## Your objective
Report the count of lines in the listing below that include the string "RequestUser", with no other text.

## Records
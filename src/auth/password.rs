//! Password hashing
//!
//! Argon2id with a random salt, stored in PHC string format.

use std::sync::OnceLock;

use argon2::password_hash::{PasswordHash, SaltString};
use argon2::{Argon2, PasswordHasher, PasswordVerifier};
use rand::rngs::OsRng;

/// Hash of a throwaway password, checked when the account does not exist
static DUMMY_HASH: OnceLock<String> = OnceLock::new();

/// Password hashing errors
#[derive(Debug, thiserror::Error)]
pub enum PasswordError {
    #[error("Password hashing failed: {0}")]
    Hash(String),

    #[error("Stored password hash is malformed: {0}")]
    MalformedHash(String),
}

/// Hash a plaintext password
pub fn hash_password(password: &str) -> Result<String, PasswordError> {
    let salt = SaltString::generate(&mut OsRng);
    Argon2::default()
        .hash_password(password.as_bytes(), &salt)
        .map(|hash| hash.to_string())
        .map_err(|e| PasswordError::Hash(e.to_string()))
}

/// Check a plaintext password against a stored hash
pub fn verify_password(password: &str, stored_hash: &str) -> Result<bool, PasswordError> {
    let parsed =
        PasswordHash::new(stored_hash).map_err(|e| PasswordError::MalformedHash(e.to_string()))?;

    match Argon2::default().verify_password(password.as_bytes(), &parsed) {
        Ok(()) => Ok(true),
        Err(argon2::password_hash::Error::Password) => Ok(false),
        Err(e) => Err(PasswordError::Hash(e.to_string())),
    }
}

/// Verify against the dummy hash. Never matches a real account, but costs
/// the same as a real verification.
pub fn verify_dummy(password: &str) -> Result<bool, PasswordError> {
    let hash = match DUMMY_HASH.get() {
        Some(hash) => hash,
        None => {
            let hash = hash_password("bankop-unknown-account")?;
            DUMMY_HASH.get_or_init(|| hash)
        }
    };
    verify_password(password, hash)
}

/// Hash on the blocking pool
pub async fn hash_password_blocking(password: String) -> Result<String, PasswordError> {
    tokio::task::spawn_blocking(move || hash_password(&password))
        .await
        .map_err(|e| PasswordError::Hash(e.to_string()))?
}

/// Verify on the blocking pool
pub async fn verify_password_blocking(
    password: String,
    stored_hash: String,
) -> Result<bool, PasswordError> {
    tokio::task::spawn_blocking(move || verify_password(&password, &stored_hash))
        .await
        .map_err(|e| PasswordError::Hash(e.to_string()))?
}

/// Dummy verification on the blocking pool
pub async fn verify_dummy_blocking(password: String) -> Result<bool, PasswordError> {
    tokio::task::spawn_blocking(move || verify_dummy(&password))
        .await
        .map_err(|e| PasswordError::Hash(e.to_string()))?
}

#[cfg(test)]
mod tests {
    use super::*;

    #[test]
    fn test_hash_and_verify() {
        let hash = hash_password("correct horse").unwrap();

        assert!(hash.starts_with("$argon2id$"));
        assert!(verify_password("correct horse", &hash).unwrap());
        assert!(!verify_password("battery staple", &hash).unwrap());
    }

    #[test]
    fn test_hashes_are_salted() {
        let a = hash_password("same password").unwrap();
        let b = hash_password("same password").unwrap();
        assert_ne!(a, b);
    }

    #[test]
    fn test_malformed_hash() {
        let result = verify_password("anything", "not-a-phc-string");
        assert!(matches!(result, Err(PasswordError::MalformedHash(_))));
    }

    #[tokio::test]
    async fn test_blocking_wrappers() {
        let hash = hash_password_blocking("secret123".to_string()).await.unwrap();
        assert!(verify_password_blocking("secret123".to_string(), hash).await.unwrap());
    }

    #[tokio::test]
    async fn test_dummy_verification_runs_argon2() {
        assert!(!verify_dummy("secret123").unwrap());
        assert!(!verify_dummy_blocking("secret123".to_string()).await.unwrap());

        // Same parameters as real hashes
        let dummy = DUMMY_HASH.get().unwrap();
        let real = hash_password("secret123").unwrap();
        let params = |hash: &str| hash.split('$').nth(3).map(str::to_string);
        assert!(dummy.starts_with("$argon2id$"));
        assert_eq!(params(dummy), params(&real));
    }
}
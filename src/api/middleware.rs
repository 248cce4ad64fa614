//! API Middleware
//!
//! Bearer token authentication and request logging.

use std::net::IpAddr;

use axum::{
    body::Body,
    extract::State,
    http::{header, HeaderMap, Request},
    middleware::Next,
    response::{IntoResponse, Response},
};
use uuid::Uuid;

use crate::auth::TokenService;
use crate::domain::OperationContext;
use crate::error::AppError;

/// Header carrying the per-request correlation id
pub const REQUEST_ID_HEADER: &str = "x-request-id";

/// Authenticated user resolved from the bearer token
#[derive(Debug, Clone, Copy)]
pub struct RequestUser {
    pub user_id: Uuid,
}

// =========================================================================
// Bearer Token Authentication Middleware
// =========================================================================

/// Resolve the bearer token to a user and attach the operation context
pub async fn auth_middleware(
    State(tokens): State<TokenService>,
    headers: HeaderMap,
    mut request: Request<Body>,
    next: Next,
) -> Result<Response, Response> {
    let token = bearer_token(&headers).ok_or_else(|| AppError::Unauthorized.into_response())?;

    let user_id = tokens.verify(token).map_err(|e| {
        tracing::debug!(error = %e, "Rejected access token");
        AppError::from(e).into_response()
    })?;

    let context = request_context(&headers).with_request_user(user_id);

    request.extensions_mut().insert(RequestUser { user_id });
    request.extensions_mut().insert(context);

    Ok(next.run(request).await)
}

/// Token from an `Authorization: Bearer <token>` header
fn bearer_token(headers: &HeaderMap) -> Option<&str> {
    let value = headers.get(header::AUTHORIZATION)?.to_str().ok()?;
    let (scheme, token) = value.split_once(' ')?;
    let token = token.trim();

    (scheme.eq_ignore_ascii_case("bearer") && !token.is_empty()).then_some(token)
}

/// Correlation id set by the request-id layer
pub fn correlation_id(headers: &HeaderMap) -> Option<Uuid> {
    headers
        .get(REQUEST_ID_HEADER)
        .and_then(|v| v.to_str().ok())
        .and_then(|s| Uuid::parse_str(s).ok())
}

/// First hop of `X-Forwarded-For`, if present
fn client_ip(headers: &HeaderMap) -> Option<IpAddr> {
    headers
        .get("x-forwarded-for")
        .and_then(|v| v.to_str().ok())
        .and_then(|s| s.split(',').next())
        .and_then(|s| s.trim().parse().ok())
}

/// Request context without a user, as used by register and login
pub fn request_context(headers: &HeaderMap) -> OperationContext {
    OperationContext::for_request(correlation_id(headers), client_ip(headers))
}

// =========================================================================
// mask_headers_for_logging
// =========================================================================

/// Headers that should be masked in logs
const SENSITIVE_HEADERS: &[&str] = &["authorization", "cookie", "set-cookie"];

/// Mask sensitive headers for logging
pub fn mask_headers_for_logging(headers: &HeaderMap) -> Vec<(String, String)> {
    headers
        .iter()
        .map(|(name, value)| {
            let name_lower = name.as_str().to_lowercase();
            let masked_value = if SENSITIVE_HEADERS.contains(&name_lower.as_str()) {
                "[REDACTED]".to_string()
            } else {
                value.to_str().unwrap_or("[invalid utf8]").to_string()
            };
            (name.to_string(), masked_value)
        })
        .collect()
}

// =========================================================================
// Request Logging Middleware
// =========================================================================

/// Request logging middleware
pub async fn logging_middleware(request: Request<Body>, next: Next) -> Response {
    let method = request.method().clone();
    let uri = request.uri().clone();
    let headers = mask_headers_for_logging(request.headers());
    let correlation_id = correlation_id(request.headers());

    let start = std::time::Instant::now();

    tracing::info!(
        method = %method,
        uri = %uri,
        correlation_id = ?correlation_id,
        headers = ?headers,
        "Incoming request"
    );

    let response = next.run(request).await;

    tracing::info!(
        method = %method,
        uri = %uri,
        status = %response.status(),
        duration_ms = %start.elapsed().as_millis(),
        correlation_id = ?correlation_id,
        "Request completed"
    );

    response
}
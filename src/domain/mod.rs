//! Domain module
//!
//! Core domain types and business rules.

pub mod amount;
pub mod context;
pub mod conversion;
pub mod error;
pub mod models;

pub use amount::{Amount, AmountError, Balance};
pub use context::OperationContext;
pub use conversion::{quote, ConversionQuote, OPCOIN_PER_BRL};
pub use error::DomainError;
pub use models::{InvestorProfile, TransactionKind, BRL, OPCOIN};
//! Bearer access tokens
//!
//! HS256 JWTs whose subject is the user id.

use chrono::{Duration, Utc};
use jsonwebtoken::{decode, encode, DecodingKey, EncodingKey, Header, Validation};
use serde::{Deserialize, Serialize};
use uuid::Uuid;

/// Token claims
#[derive(Debug, Clone, Serialize, Deserialize)]
pub struct Claims {
    /// User id
    pub sub: Uuid,
    /// Issued at (unix seconds)
    pub iat: i64,
    /// Expiry (unix seconds)
    pub exp: i64,
}

/// Token errors
#[derive(Debug, thiserror::Error)]
pub enum TokenError {
    #[error("Token encoding failed: {0}")]
    Encode(jsonwebtoken::errors::Error),

    #[error("Invalid or expired token")]
    Invalid(jsonwebtoken::errors::Error),
}

/// Issues and verifies access tokens
#[derive(Clone)]
pub struct TokenService {
    encoding_key: EncodingKey,
    decoding_key: DecodingKey,
    ttl: Duration,
}

impl TokenService {
    /// Create a token service from a shared secret and lifetime in hours
    pub fn new(secret: &str, ttl_hours: i64) -> Self {
        Self {
            encoding_key: EncodingKey::from_secret(secret.as_bytes()),
            decoding_key: DecodingKey::from_secret(secret.as_bytes()),
            ttl: Duration::hours(ttl_hours),
        }
    }

    /// Issue a token for a user
    pub fn issue(&self, user_id: Uuid) -> Result<String, TokenError> {
        let now = Utc::now();
        let claims = Claims {
            sub: user_id,
            iat: now.timestamp(),
            exp: (now + self.ttl).timestamp(),
        };

        encode(&Header::default(), &claims, &self.encoding_key).map_err(TokenError::Encode)
    }

    /// Verify a token and resolve the user id it was issued for
    pub fn verify(&self, token: &str) -> Result<Uuid, TokenError> {
        decode::<Claims>(token, &self.decoding_key, &Validation::default())
            .map(|data| data.claims.sub)
            .map_err(TokenError::Invalid)
    }
}

impl std::fmt::Debug for TokenService {
    fn fmt(&self, f: &mut std::fmt::Formatter<'_>) -> std::fmt::Result {
        f.debug_struct("TokenService")
            .field("ttl_hours", &self.ttl.num_hours())
            .finish_non_exhaustive()
    }
}
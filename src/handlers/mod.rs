//! Command Handlers module
//!
//! Handlers that orchestrate business operations. Each handler owns its
//! database transaction and records an audit entry once it commits.

mod auth_handler;
mod commands;
mod convert_handler;
mod profile_handler;
mod transfer_handler;

#[cfg(test)]
mod tests;

pub use auth_handler::{LoginHandler, RegisterHandler, INITIAL_OPCOIN_BALANCE};
pub use commands::*;
pub use convert_handler::ConvertHandler;
pub use profile_handler::ProfileHandler;
pub use transfer_handler::TransferHandler;
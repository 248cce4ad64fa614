//! Ledger Integration Tests
//!
//! Exercise the handlers directly against PostgreSQL and check balances and
//! ledger rows by re-reading them. Skipped without DATABASE_URL.

use rust_decimal::Decimal;
use rust_decimal_macros::dec;
use sqlx::PgPool;
use uuid::Uuid;

use bankop::audit::AuditLogService;
use bankop::auth::TokenService;
use bankop::domain::{DomainError, OperationContext, TransactionKind, BRL, OPCOIN};
use bankop::handlers::{
    ConvertCommand, ConvertHandler, RegisterCommand, RegisterHandler, TransferCommand,
    TransferHandler,
};
use bankop::store::{transactions, wallets};
use bankop::AppError;

mod common;

use common::{unique_email, TEST_JWT_SECRET, TEST_PASSWORD};

async fn register_user(pool: &PgPool, prefix: &str) -> (Uuid, String) {
    let email = unique_email(prefix);
    let handler = RegisterHandler::new(pool.clone(), TokenService::new(TEST_JWT_SECRET, 1));
    let result = handler
        .execute(
            RegisterCommand::new(&email, TEST_PASSWORD.to_string(), prefix),
            &OperationContext::new(),
        )
        .await
        .expect("registration failed");
    (result.user_id, email)
}

async fn balance(pool: &PgPool, user_id: Uuid, symbol: &str) -> Decimal {
    wallets::balance_of(pool, user_id, symbol)
        .await
        .unwrap()
        .expect("wallet missing")
}

async fn ledger_rows(pool: &PgPool, user_id: Uuid, kind: TransactionKind) -> i64 {
    transactions::count_for_user(pool, user_id, Some(kind)).await.unwrap()
}

fn context(user_id: Uuid) -> OperationContext {
    OperationContext::new()
        .with_request_user(user_id)
        .with_correlation_id(Uuid::new_v4())
}

// =========================================================================
// Registration
// =========================================================================

#[tokio::test]
async fn test_registration_creates_two_wallets() {
    let Some(pool) = common::setup_test_db().await else { return };
    let (user_id, _) = register_user(&pool, "wallets").await;

    let wallets = wallets::list_for_user(&pool, user_id).await.unwrap();
    assert_eq!(wallets.len(), 2);
    assert_eq!(balance(&pool, user_id, OPCOIN).await, dec!(5000));
    assert_eq!(balance(&pool, user_id, BRL).await, Decimal::ZERO);
}

#[tokio::test]
async fn test_duplicate_registration_creates_nothing() {
    let Some(pool) = common::setup_test_db().await else { return };
    let (_, email) = register_user(&pool, "twice").await;

    let handler = RegisterHandler::new(pool.clone(), TokenService::new(TEST_JWT_SECRET, 1));
    let result = handler
        .execute(
            RegisterCommand::new(&email, TEST_PASSWORD.to_string(), "Twice"),
            &OperationContext::new(),
        )
        .await;
    assert!(matches!(result, Err(AppError::Domain(DomainError::EmailTaken(_)))));

    let users: i64 = sqlx::query_scalar("SELECT COUNT(*) FROM users WHERE email = $1")
        .bind(&email)
        .fetch_one(&pool)
        .await
        .unwrap();
    assert_eq!(users, 1);

    let wallets: i64 = sqlx::query_scalar(
        "SELECT COUNT(*) FROM wallets w JOIN users u ON u.id = w.user_id WHERE u.email = $1",
    )
    .bind(&email)
    .fetch_one(&pool)
    .await
    .unwrap();
    assert_eq!(wallets, 2);
}

// =========================================================================
// Convert
// =========================================================================

#[tokio::test]
async fn test_convert_updates_both_wallets() {
    let Some(pool) = common::setup_test_db().await else { return };
    let (user_id, _) = register_user(&pool, "convert").await;

    let result = ConvertHandler::new(pool.clone())
        .execute(ConvertCommand::new(user_id, dec!(50)), &context(user_id))
        .await
        .unwrap();

    assert_eq!(result.op_coin_balance, dec!(4950));
    assert_eq!(result.brl_balance, dec!(10));
    assert_eq!(result.transaction.amount_from, dec!(50));
    assert_eq!(result.transaction.amount_to, dec!(10));
    assert_eq!(result.transaction.user_from_id, user_id);
    assert_eq!(result.transaction.user_to_id, user_id);

    assert_eq!(balance(&pool, user_id, OPCOIN).await, dec!(4950));
    assert_eq!(balance(&pool, user_id, BRL).await, dec!(10));
    assert_eq!(ledger_rows(&pool, user_id, TransactionKind::Convert).await, 1);
}

#[tokio::test]
async fn test_convert_rounds_brl_credit() {
    let Some(pool) = common::setup_test_db().await else { return };
    let (user_id, _) = register_user(&pool, "rounding").await;

    let result = ConvertHandler::new(pool.clone())
        .execute(ConvertCommand::new(user_id, dec!(0.00000013)), &context(user_id))
        .await
        .unwrap();

    // 0.000000026 rounded to 8 places
    assert_eq!(result.brl_balance, dec!(0.00000003));
}

#[tokio::test]
async fn test_convert_insufficient_funds_leaves_balances() {
    let Some(pool) = common::setup_test_db().await else { return };
    let (user_id, _) = register_user(&pool, "overdraw").await;

    let result = ConvertHandler::new(pool.clone())
        .execute(ConvertCommand::new(user_id, dec!(5001)), &context(user_id))
        .await;

    assert!(matches!(
        result,
        Err(AppError::Domain(DomainError::InsufficientFunds { .. }))
    ));
    assert_eq!(balance(&pool, user_id, OPCOIN).await, dec!(5000));
    assert_eq!(balance(&pool, user_id, BRL).await, Decimal::ZERO);
    assert_eq!(ledger_rows(&pool, user_id, TransactionKind::Convert).await, 0);
}

#[tokio::test]
async fn test_convert_rejects_non_positive_amount() {
    let Some(pool) = common::setup_test_db().await else { return };
    let (user_id, _) = register_user(&pool, "zero").await;

    for amount in [Decimal::ZERO, dec!(-5)] {
        let result = ConvertHandler::new(pool.clone())
            .execute(ConvertCommand::new(user_id, amount), &context(user_id))
            .await;
        assert!(matches!(result, Err(AppError::Domain(DomainError::InvalidAmount(_)))));
    }

    assert_eq!(balance(&pool, user_id, OPCOIN).await, dec!(5000));
}

#[tokio::test]
async fn test_convert_without_brl_wallet_rolls_back() {
    let Some(pool) = common::setup_test_db().await else { return };
    let (user_id, _) = register_user(&pool, "nobrl").await;

    sqlx::query(
        "DELETE FROM wallets w USING coins c \
         WHERE w.coin_id = c.id AND w.user_id = $1 AND c.symbol = $2",
    )
    .bind(user_id)
    .bind(BRL)
    .execute(&pool)
    .await
    .unwrap();

    let result = ConvertHandler::new(pool.clone())
        .execute(ConvertCommand::new(user_id, dec!(50)), &context(user_id))
        .await;

    assert!(matches!(
        result,
        Err(AppError::Domain(DomainError::WalletNotFound { ref symbol })) if symbol == BRL
    ));
    assert_eq!(balance(&pool, user_id, OPCOIN).await, dec!(5000));
    assert_eq!(ledger_rows(&pool, user_id, TransactionKind::Convert).await, 0);
}

// =========================================================================
// Transfer
// =========================================================================

#[tokio::test]
async fn test_transfer_moves_balance_and_writes_two_rows() {
    let Some(pool) = common::setup_test_db().await else { return };
    let (alice, _) = register_user(&pool, "alice").await;
    let (bob, bob_email) = register_user(&pool, "bob").await;

    ConvertHandler::new(pool.clone())
        .execute(ConvertCommand::new(alice, dec!(50)), &context(alice))
        .await
        .unwrap();

    let result = TransferHandler::new(pool.clone())
        .execute(TransferCommand::new(alice, &bob_email, "BRL", dec!(4)), &context(alice))
        .await
        .unwrap();

    assert_eq!(result.new_balance, dec!(6));
    assert_eq!(result.recipient_id, bob);
    assert_eq!(result.transaction.user_id, alice);
    assert_eq!(result.transaction.amount_from, dec!(4));
    assert_eq!(result.transaction.amount_to, Decimal::ZERO);

    assert_eq!(balance(&pool, alice, BRL).await, dec!(6));
    assert_eq!(balance(&pool, bob, BRL).await, dec!(4));

    assert_eq!(ledger_rows(&pool, alice, TransactionKind::Transfer).await, 1);
    assert_eq!(ledger_rows(&pool, bob, TransactionKind::Transfer).await, 1);

    let bob_rows = transactions::list_for_user(&pool, bob).await.unwrap();
    let row = &bob_rows[0].transaction;
    assert_eq!(row.user_from_id, alice);
    assert_eq!(row.user_to_id, bob);
    assert_eq!(row.amount_from, Decimal::ZERO);
    assert_eq!(row.amount_to, dec!(4));
}

#[tokio::test]
async fn test_self_transfer_writes_nothing() {
    let Some(pool) = common::setup_test_db().await else { return };
    let (user_id, email) = register_user(&pool, "self").await;

    let result = TransferHandler::new(pool.clone())
        .execute(TransferCommand::new(user_id, &email, "OPCOIN", dec!(10)), &context(user_id))
        .await;

    assert!(matches!(result, Err(AppError::Domain(DomainError::SelfTransfer))));
    assert_eq!(balance(&pool, user_id, OPCOIN).await, dec!(5000));
    assert_eq!(ledger_rows(&pool, user_id, TransactionKind::Transfer).await, 0);
}

#[tokio::test]
async fn test_transfer_insufficient_funds_no_partial_writes() {
    let Some(pool) = common::setup_test_db().await else { return };
    let (alice, _) = register_user(&pool, "poor").await;
    let (bob, bob_email) = register_user(&pool, "rich").await;

    let result = TransferHandler::new(pool.clone())
        .execute(TransferCommand::new(alice, &bob_email, "OPCOIN", dec!(5000.5)), &context(alice))
        .await;

    assert!(matches!(
        result,
        Err(AppError::Domain(DomainError::InsufficientFunds { .. }))
    ));
    assert_eq!(balance(&pool, alice, OPCOIN).await, dec!(5000));
    assert_eq!(balance(&pool, bob, OPCOIN).await, dec!(5000));
    assert_eq!(ledger_rows(&pool, alice, TransactionKind::Transfer).await, 0);
    assert_eq!(ledger_rows(&pool, bob, TransactionKind::Transfer).await, 0);
}

#[tokio::test]
async fn test_concurrent_opposite_transfers_keep_total() {
    let Some(pool) = common::setup_test_db().await else { return };
    let (alice, alice_email) = register_user(&pool, "ping").await;
    let (bob, bob_email) = register_user(&pool, "pong").await;

    let mut tasks = Vec::new();
    for i in 0..20 {
        let pool = pool.clone();
        let (from, to) = if i % 2 == 0 {
            (alice, bob_email.clone())
        } else {
            (bob, alice_email.clone())
        };
        tasks.push(tokio::spawn(async move {
            TransferHandler::new(pool)
                .execute(TransferCommand::new(from, &to, "OPCOIN", dec!(7)), &context(from))
                .await
        }));
    }

    for task in tasks {
        task.await.unwrap().unwrap();
    }

    // Ten transfers each way cancel out
    assert_eq!(balance(&pool, alice, OPCOIN).await, dec!(5000));
    assert_eq!(balance(&pool, bob, OPCOIN).await, dec!(5000));
    assert_eq!(ledger_rows(&pool, alice, TransactionKind::Transfer).await, 20);
}

// =========================================================================
// Audit trail
// =========================================================================

#[tokio::test]
async fn test_audit_entries_recorded() {
    let Some(pool) = common::setup_test_db().await else { return };
    let (user_id, _) = register_user(&pool, "audited").await;

    ConvertHandler::new(pool.clone())
        .execute(ConvertCommand::new(user_id, dec!(5)), &context(user_id))
        .await
        .unwrap();

    let audit = AuditLogService::new(pool.clone());
    let entries = audit.get_by_user(user_id, 10).await.unwrap();
    let actions: Vec<&str> = entries.iter().map(|e| e.action.as_str()).collect();

    assert_eq!(actions, vec!["wallet.converted", "user.registered"]);
    assert!(entries[0].correlation_id.is_some());
}

#[tokio::test]
async fn test_audit_hash_chain_verifies() {
    let Some(pool) = common::setup_test_db().await else { return };
    register_user(&pool, "chain").await;

    let result = AuditLogService::new(pool.clone())
        .verify_hash_chain(Some(10_000))
        .await
        .unwrap();

    assert!(result.is_valid, "chain broken at {:?}", result.first_invalid_entry);
    assert!(result.entries_checked >= 1);
}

## Response to this task
2